Your objective:
Each line that contains the word "iter" is to be copied from the records below.

[Recorded data]
⟨

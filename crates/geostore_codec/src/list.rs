//! Composite codecs: lists, maps and pairs.

use crate::data_type::{read_header, write_header, DataType, LENGTH_HEADER_SIZE};
use crate::error::{CodecError, CodecResult};
use crate::geo::CoordinateDataType;
use crate::numeric::LongDataType;
use std::collections::BTreeMap;

/// Codec for a list of values: a length header followed by the encoded
/// elements, back to back.
///
/// Elements are decoded until the total size recorded in the header is
/// consumed.
#[derive(Debug, Clone, Copy, Default, PartialEq, Eq)]
pub struct ListDataType<D> {
    element: D,
}

/// Codec for the node references of a way or the members of a relation.
pub type LongListDataType = ListDataType<LongDataType>;

/// Codec for a line string or ring.
pub type CoordinateArrayDataType = ListDataType<CoordinateDataType>;

impl<D: DataType> ListDataType<D> {
    /// Creates a list codec over `element`.
    #[must_use]
    pub const fn new(element: D) -> Self {
        Self { element }
    }
}

impl<D: DataType> DataType for ListDataType<D> {
    type Value = Vec<D::Value>;

    fn size(&self, value: &Self::Value) -> usize {
        LENGTH_HEADER_SIZE + value.iter().map(|v| self.element.size(v)).sum::<usize>()
    }

    fn size_at(&self, buf: &[u8], position: usize) -> CodecResult<usize> {
        read_header(buf, position)
    }

    fn write(&self, buf: &mut [u8], position: usize, value: &Self::Value) -> CodecResult<()> {
        write_header(buf, position, self.size(value))?;
        let mut cursor = position + LENGTH_HEADER_SIZE;
        for element in value {
            self.element.write(buf, cursor, element)?;
            cursor += self.element.size(element);
        }
        Ok(())
    }

    fn read(&self, buf: &[u8], position: usize) -> CodecResult<Self::Value> {
        let size = read_header(buf, position)?;
        let end = position + size;
        let mut cursor = position + LENGTH_HEADER_SIZE;
        let mut values = match self.element.fixed_size() {
            Some(n) if n > 0 => Vec::with_capacity((size - LENGTH_HEADER_SIZE) / n),
            _ => Vec::new(),
        };
        while cursor < end {
            let element_size = self.element.size_at(buf, cursor)?;
            if element_size == 0 || cursor + element_size > end {
                return Err(invalid_length(size, position));
            }
            values.push(self.element.read(buf, cursor)?);
            cursor += element_size;
        }
        Ok(values)
    }
}

/// Codec for an ordered map: a length header followed by alternating
/// encoded keys and values.
#[derive(Debug, Clone, Copy, Default, PartialEq, Eq)]
pub struct MapDataType<K, V> {
    key: K,
    value: V,
}

impl<K: DataType, V: DataType> MapDataType<K, V> {
    /// Creates a map codec.
    #[must_use]
    pub const fn new(key: K, value: V) -> Self {
        Self { key, value }
    }
}

impl<K, V> DataType for MapDataType<K, V>
where
    K: DataType,
    K::Value: Ord,
    V: DataType,
{
    type Value = BTreeMap<K::Value, V::Value>;

    fn size(&self, value: &Self::Value) -> usize {
        LENGTH_HEADER_SIZE
            + value
                .iter()
                .map(|(k, v)| self.key.size(k) + self.value.size(v))
                .sum::<usize>()
    }

    fn size_at(&self, buf: &[u8], position: usize) -> CodecResult<usize> {
        read_header(buf, position)
    }

    fn write(&self, buf: &mut [u8], position: usize, value: &Self::Value) -> CodecResult<()> {
        write_header(buf, position, self.size(value))?;
        let mut cursor = position + LENGTH_HEADER_SIZE;
        for (k, v) in value {
            self.key.write(buf, cursor, k)?;
            cursor += self.key.size(k);
            self.value.write(buf, cursor, v)?;
            cursor += self.value.size(v);
        }
        Ok(())
    }

    fn read(&self, buf: &[u8], position: usize) -> CodecResult<Self::Value> {
        let size = read_header(buf, position)?;
        let end = position + size;
        let mut cursor = position + LENGTH_HEADER_SIZE;
        let mut map = BTreeMap::new();
        while cursor < end {
            let key_size = self.key.size_at(buf, cursor)?;
            if key_size == 0 || cursor + key_size > end {
                return Err(invalid_length(size, position));
            }
            let key = self.key.read(buf, cursor)?;
            cursor += key_size;

            let value_size = self.value.size_at(buf, cursor)?;
            if cursor + value_size > end {
                return Err(invalid_length(size, position));
            }
            let value = self.value.read(buf, cursor)?;
            cursor += value_size;
            map.insert(key, value);
        }
        Ok(map)
    }
}

/// Codec for a pair of values, encoded one after the other.
///
/// The pair is fixed-size when both halves are.
#[derive(Debug, Clone, Copy, Default, PartialEq, Eq)]
pub struct PairDataType<A, B> {
    left: A,
    right: B,
}

impl<A: DataType, B: DataType> PairDataType<A, B> {
    /// Creates a pair codec.
    #[must_use]
    pub const fn new(left: A, right: B) -> Self {
        Self { left, right }
    }
}

impl<A: DataType, B: DataType> DataType for PairDataType<A, B> {
    type Value = (A::Value, B::Value);

    fn size(&self, value: &Self::Value) -> usize {
        self.left.size(&value.0) + self.right.size(&value.1)
    }

    fn size_at(&self, buf: &[u8], position: usize) -> CodecResult<usize> {
        let left = self.left.size_at(buf, position)?;
        Ok(left + self.right.size_at(buf, position + left)?)
    }

    fn fixed_size(&self) -> Option<usize> {
        Some(self.left.fixed_size()? + self.right.fixed_size()?)
    }

    fn write(&self, buf: &mut [u8], position: usize, value: &Self::Value) -> CodecResult<()> {
        self.left.write(buf, position, &value.0)?;
        self.right
            .write(buf, position + self.left.size(&value.0), &value.1)
    }

    fn read(&self, buf: &[u8], position: usize) -> CodecResult<Self::Value> {
        let left_size = self.left.size_at(buf, position)?;
        let left = self.left.read(buf, position)?;
        let right = self.right.read(buf, position + left_size)?;
        Ok((left, right))
    }
}

#[allow(clippy::cast_possible_truncation)]
fn invalid_length(size: usize, position: usize) -> CodecError {
    // `size` came from a u32 header
    CodecError::InvalidLength {
        length: size as u32,
        position,
    }
}

#[cfg(test)]
mod tests {
    use super::*;
    use crate::geo::Coordinate;
    use crate::numeric::IntegerDataType;
    use crate::text::StringDataType;

    #[test]
    fn long_list_layout() {
        let data_type = LongListDataType::default();
        let value = vec![1i64, -2, 3];
        let mut buf = vec![0u8; data_type.size(&value)];
        data_type.write(&mut buf, 0, &value).unwrap();

        assert_eq!(buf.len(), 4 + 24);
        assert_eq!(&buf[0..4], &28u32.to_be_bytes());
        assert_eq!(data_type.read(&buf, 0).unwrap(), value);
    }

    #[test]
    fn empty_list_is_header_only() {
        let data_type = LongListDataType::default();
        let mut buf = vec![0u8; 4];
        data_type.write(&mut buf, 0, &Vec::new()).unwrap();
        assert_eq!(data_type.size_at(&buf, 0).unwrap(), 4);
        assert!(data_type.read(&buf, 0).unwrap().is_empty());
    }

    #[test]
    fn coordinate_array_round_trip() {
        let data_type = CoordinateArrayDataType::default();
        let ring = vec![
            Coordinate::new(0.0, 0.0),
            Coordinate::new(1.0, 0.0),
            Coordinate::new(1.0, 1.0),
            Coordinate::new(0.0, 0.0),
        ];
        let mut buf = vec![0u8; 8 + data_type.size(&ring)];
        data_type.write(&mut buf, 8, &ring).unwrap();
        assert_eq!(data_type.read(&buf, 8).unwrap(), ring);
    }

    #[test]
    fn list_of_strings() {
        let data_type = ListDataType::new(StringDataType);
        let value = vec!["highway".to_string(), String::new(), "primary".to_string()];
        let mut buf = vec![0u8; data_type.size(&value)];
        data_type.write(&mut buf, 0, &value).unwrap();
        assert_eq!(data_type.read(&buf, 0).unwrap(), value);
    }

    #[test]
    fn misaligned_list_header_is_rejected() {
        let data_type = LongListDataType::default();
        let mut buf = vec![0u8; 16];
        buf[0..4].copy_from_slice(&10u32.to_be_bytes());
        assert!(matches!(
            data_type.read(&buf, 0),
            Err(CodecError::InvalidLength { length: 10, .. })
        ));
    }

    #[test]
    fn tag_map_round_trip() {
        let data_type = MapDataType::new(StringDataType, StringDataType);
        let mut tags = BTreeMap::new();
        tags.insert("name".to_string(), "Main Street".to_string());
        tags.insert("highway".to_string(), "residential".to_string());

        let mut buf = vec![0u8; data_type.size(&tags)];
        data_type.write(&mut buf, 0, &tags).unwrap();
        assert_eq!(data_type.size_at(&buf, 0).unwrap(), buf.len());
        assert_eq!(data_type.read(&buf, 0).unwrap(), tags);
    }

    #[test]
    fn pair_sizes() {
        let fixed = PairDataType::new(LongDataType, IntegerDataType);
        assert_eq!(fixed.fixed_size(), Some(12));

        let variable = PairDataType::new(LongDataType, StringDataType);
        assert_eq!(variable.fixed_size(), None);

        let value = (42i64, "relation".to_string());
        let mut buf = vec![0u8; variable.size(&value)];
        variable.write(&mut buf, 0, &value).unwrap();
        assert_eq!(variable.size_at(&buf, 0).unwrap(), 8 + 4 + 8);
        assert_eq!(variable.read(&buf, 0).unwrap(), value);
    }

    proptest::proptest! {
        #[test]
        fn any_long_list_round_trips(value in proptest::collection::vec(proptest::num::i64::ANY, 0..64)) {
            let data_type = LongListDataType::default();
            let mut buf = vec![0u8; data_type.size(&value)];
            data_type.write(&mut buf, 0, &value).unwrap();
            proptest::prop_assert_eq!(data_type.read(&buf, 0).unwrap(), value);
        }
    }
}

⟩

Solution:
        LENGTH_HEADER_SIZE + value.iter().map(|v| self.element.size(v)).sum::<usize>()
                .iter()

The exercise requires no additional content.